10) This one is MASSIVE too: lose the fixation with spelling (at least as far as your dyslexic students are concerned). If a child has incredible vocabulary and you can understand what they’ve written, praise the positives. If it’s not legible, revisit your access arrangements.
11) Be sensitive to the needs of the individual when marking books. A flood of red ink may not be legible anyway and has the potential to crush fragile confidence. Always try to prioritise verbal praise/feedback and share this with parents and other key staff where possible.
12) Establish a partnership with parents ASAP. Share your high expectations with them, notify them if a particular piece of homework may be challenging and provide them with an alternative if the wheels fall off.
13) Encourage reading as much as you can. Many dyslexic kids will have been put off reading very quickly but work with parents to encourage them to persevere, taking their needs and interests into account.
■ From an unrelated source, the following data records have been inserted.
//! CSV file reading with explicit header row configuration.

use std::path::Path;

use csv::ReaderBuilder;

use kpimap_model::Table;

use crate::error::{IngestError, Result};

/// Lowest accepted 1-based header row index.
pub const MIN_HEADER_ROW: usize = 1;
/// Highest accepted 1-based header row index.
pub const MAX_HEADER_ROW: usize = 10;
/// Default number of data rows kept as a preview sample.
pub const DEFAULT_PREVIEW_ROWS: usize = 20;

/// Options controlling how a data file is parsed.
#[derive(Debug, Clone)]
pub struct IngestOptions {
    /// 1-based index of the header line; earlier rows are skipped.
    pub header_row: usize,
    /// Upper bound on sampled data rows.
    pub preview_rows: usize,
}

impl Default for IngestOptions {
    fn default() -> Self {
        Self {
            header_row: MIN_HEADER_ROW,
            preview_rows: DEFAULT_PREVIEW_ROWS,
        }
    }
}

impl IngestOptions {
    pub fn with_header_row(mut self, header_row: usize) -> Self {
        self.header_row = header_row;
        self
    }

    pub fn with_preview_rows(mut self, preview_rows: usize) -> Self {
        self.preview_rows = preview_rows;
        self
    }
}

fn normalize_header(raw: &str) -> String {
    let trimmed = raw.trim().trim_matches('\u{feff}');
    let mut parts = trimmed.split_whitespace();
    let mut normalized = String::new();
    if let Some(first) = parts.next() {
        normalized.push_str(first);
        for part in parts {
            normalized.push(' ');
            normalized.push_str(part);
        }
    }
    normalized
}

fn normalize_cell(raw: &str) -> String {
    raw.trim().trim_matches('\u{feff}').to_string()
}

/// Decode a raw record, tolerating non-UTF-8 byte sequences.
fn decode_record(record: &csv::ByteRecord) -> Vec<String> {
    record
        .iter()
        .map(|field| normalize_cell(&String::from_utf8_lossy(field)))
        .collect()
}

fn is_blank(row: &[String]) -> bool {
    row.iter().all(|value| value.is_empty())
}

/// Parse a delimited data file into a [`Table`].
///
/// The row at `options.header_row` (1-based) supplies the column names;
/// rows before it are skipped, rows after it are data. Up to
/// `options.preview_rows` non-blank data rows are kept as a sample; the
/// rest of the file is not read.
pub fn read_table(path: &Path, name: &str, options: &IngestOptions) -> Result<Table> {
    if !(MIN_HEADER_ROW..=MAX_HEADER_ROW).contains(&options.header_row) {
        return Err(IngestError::HeaderRowOutOfRange {
            given: options.header_row,
        });
    }

    let bytes = std::fs::read(path).map_err(|e| {
        if e.kind() == std::io::ErrorKind::NotFound {
            IngestError::FileNotFound {
                path: path.to_path_buf(),
            }
        } else {
            IngestError::FileRead {
                path: path.to_path_buf(),
                source: e,
            }
        }
    })?;

    let mut reader = ReaderBuilder::new()
        .has_headers(false)
        .flexible(true)
        .from_reader(bytes.as_slice());

    let mut headers: Option<Vec<String>> = None;
    let mut sample_rows: Vec<Vec<String>> = Vec::new();
    let mut record_index = 0usize;

    for record in reader.byte_records() {
        let record = record.map_err(|e| IngestError::CsvParse {
            path: path.to_path_buf(),
            message: e.to_string(),
        })?;
        record_index += 1;

        if record_index < options.header_row {
            continue;
        }

        if record_index == options.header_row {
            let row: Vec<String> = record
                .iter()
                .map(|field| normalize_header(&String::from_utf8_lossy(field)))
                .collect();
            if is_blank(&row) {
                return Err(IngestError::NoHeaderDetected {
                    path: path.to_path_buf(),
                    header_row: options.header_row,
                });
            }
            headers = Some(row);
            continue;
        }

        if sample_rows.len() >= options.preview_rows {
            break;
        }
        let columns = headers.as_ref().expect("header parsed before data rows");
        let row = decode_record(&record);
        if is_blank(&row) {
            continue;
        }
        let mut aligned = Vec::with_capacity(columns.len());
        for idx in 0..columns.len() {
            aligned.push(row.get(idx).cloned().unwrap_or_default());
        }
        sample_rows.push(aligned);
    }

    if record_index == 0 {
        return Err(IngestError::EmptyCsv {
            path: path.to_path_buf(),
        });
    }

    let Some(columns) = headers else {
        return Err(IngestError::NoHeaderDetected {
            path: path.to_path_buf(),
            header_row: options.header_row,
        });
    };

    tracing::debug!(
        table = name,
        path = %path.display(),
        columns = columns.len(),
        sampled = sample_rows.len(),
        "loaded data file"
    );

    Ok(Table {
        name: name.to_string(),
        columns,
        sample_rows,
        header_row: options.header_row,
    })
}

#[cfg(test)]
mod tests {
    use std::io::Write;

    use tempfile::NamedTempFile;

    use super::*;

    fn temp_csv(content: &[u8]) -> NamedTempFile {
        let mut file = NamedTempFile::new().unwrap();
        file.write_all(content).unwrap();
        file
    }

    #[test]
    fn reads_single_header_file() {
        let file = temp_csv(b"Amount,Date\n10,2024-01-01\n20,2024-01-02\n");
        let table = read_table(file.path(), "Orders", &IngestOptions::default()).unwrap();
        assert_eq!(table.name, "Orders");
        assert_eq!(table.columns, vec!["Amount", "Date"]);
        assert_eq!(table.sample_rows.len(), 2);
        assert_eq!(table.sample_rows[0], vec!["10", "2024-01-01"]);
    }

    #[test]
    fn skips_preamble_rows_before_header() {
        let file = temp_csv(b"Exported by Tool,\nClient: Acme,\nAmount,Date\n10,2024-01-01\n");
        let options = IngestOptions::default().with_header_row(3);
        let table = read_table(file.path(), "Orders", &options).unwrap();
        assert_eq!(table.columns, vec!["Amount", "Date"]);
        assert_eq!(table.sample_rows.len(), 1);
        assert_eq!(table.header_row, 3);
    }

    #[test]
    fn tolerates_non_utf8_bytes() {
        let file = temp_csv(b"Amount,Caf\xe9\n10,x\n");
        let table = read_table(file.path(), "Orders", &IngestOptions::default()).unwrap();
        assert_eq!(table.columns[0], "Amount");
        assert!(table.columns[1].starts_with("Caf"));
    }

    #[test]
    fn bounds_the_preview_sample() {
        let mut content = b"A,B\n".to_vec();
        for i in 0..50 {
            content.extend_from_slice(format!("{i},{i}\n").as_bytes());
        }
        let file = temp_csv(&content);
        let options = IngestOptions::default().with_preview_rows(5);
        let table = read_table(file.path(), "T", &options).unwrap();
        assert_eq!(table.sample_rows.len(), 5);
    }

    #[test]
    fn rejects_out_of_range_header_row() {
        let file = temp_csv(b"A,B\n1,2\n");
        let options = IngestOptions::default().with_header_row(11);
        let err = read_table(file.path(), "T", &options).unwrap_err();
        assert!(matches!(err, IngestError::HeaderRowOutOfRange { given: 11 }));
    }

    #[test]
    fn empty_file_is_an_error() {
        let file = temp_csv(b"");
        let err = read_table(file.path(), "T", &IngestOptions::default()).unwrap_err();
        assert!(matches!(err, IngestError::EmptyCsv { .. }));
    }

    #[test]
    fn header_row_past_end_of_file_is_an_error() {
        let file = temp_csv(b"A,B\n1,2\n");
        let options = IngestOptions::default().with_header_row(9);
        let err = read_table(file.path(), "T", &options).unwrap_err();
        assert!(matches!(err, IngestError::NoHeaderDetected { header_row: 9, .. }));
    }

    #[test]
    fn strips_bom_and_collapses_header_whitespace() {
        let file = temp_csv("\u{feff}  Sales   Amount ,Date\n1,2\n".as_bytes());
        let table = read_table(file.path(), "T", &IngestOptions::default()).unwrap();
        assert_eq!(table.columns, vec!["Sales Amount", "Date"]);
    }

    #[test]
    fn blank_data_rows_are_skipped() {
        let file = temp_csv(b"A,B\n1,2\n,\n3,4\n");
        let table = read_table(file.path(), "T", &IngestOptions::default()).unwrap();
        assert_eq!(table.sample_rows.len(), 2);
        assert_eq!(table.sample_rows[1], vec!["3", "4"]);
    }

    #[test]
    fn missing_file_reports_not_found() {
        let err = read_table(
            Path::new("/nonexistent/orders.csv"),
            "Orders",
            &IngestOptions::default(),
        )
        .unwrap_err();
        assert!(matches!(err, IngestError::FileNotFound { .. }));
    }
}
Audio books are not a poor relation and can be a game-changer for some kids
14) Offer meaningful praise at every opportunity and use your encouragement to empower the child to overcome not only their difficulties but also any emotional trauma caused by past experiences.
15) If any of this feels as though it could apply to all students, rather than just those who happen to be dyslexic, that’s because it should. It’s just good teaching; the only difference for dyslexic children is that the impact will be greater.
Final thought: we often use dyslexic ‘success stories’ to inspire children but do we ever stop for a second to consider why it’s often easier for dyslexic people to mitigate for their difficulties in the workplace than it is in the classroom? More to the point, when was the last time you were forced to hand-write an important letter or report?
There are countless dyslexic people making a huge impact in the world – you might even have one or two future role models in your class. Let’s ensure that their time in education is a formative part of that journey rather than an unnecessarily difficult one.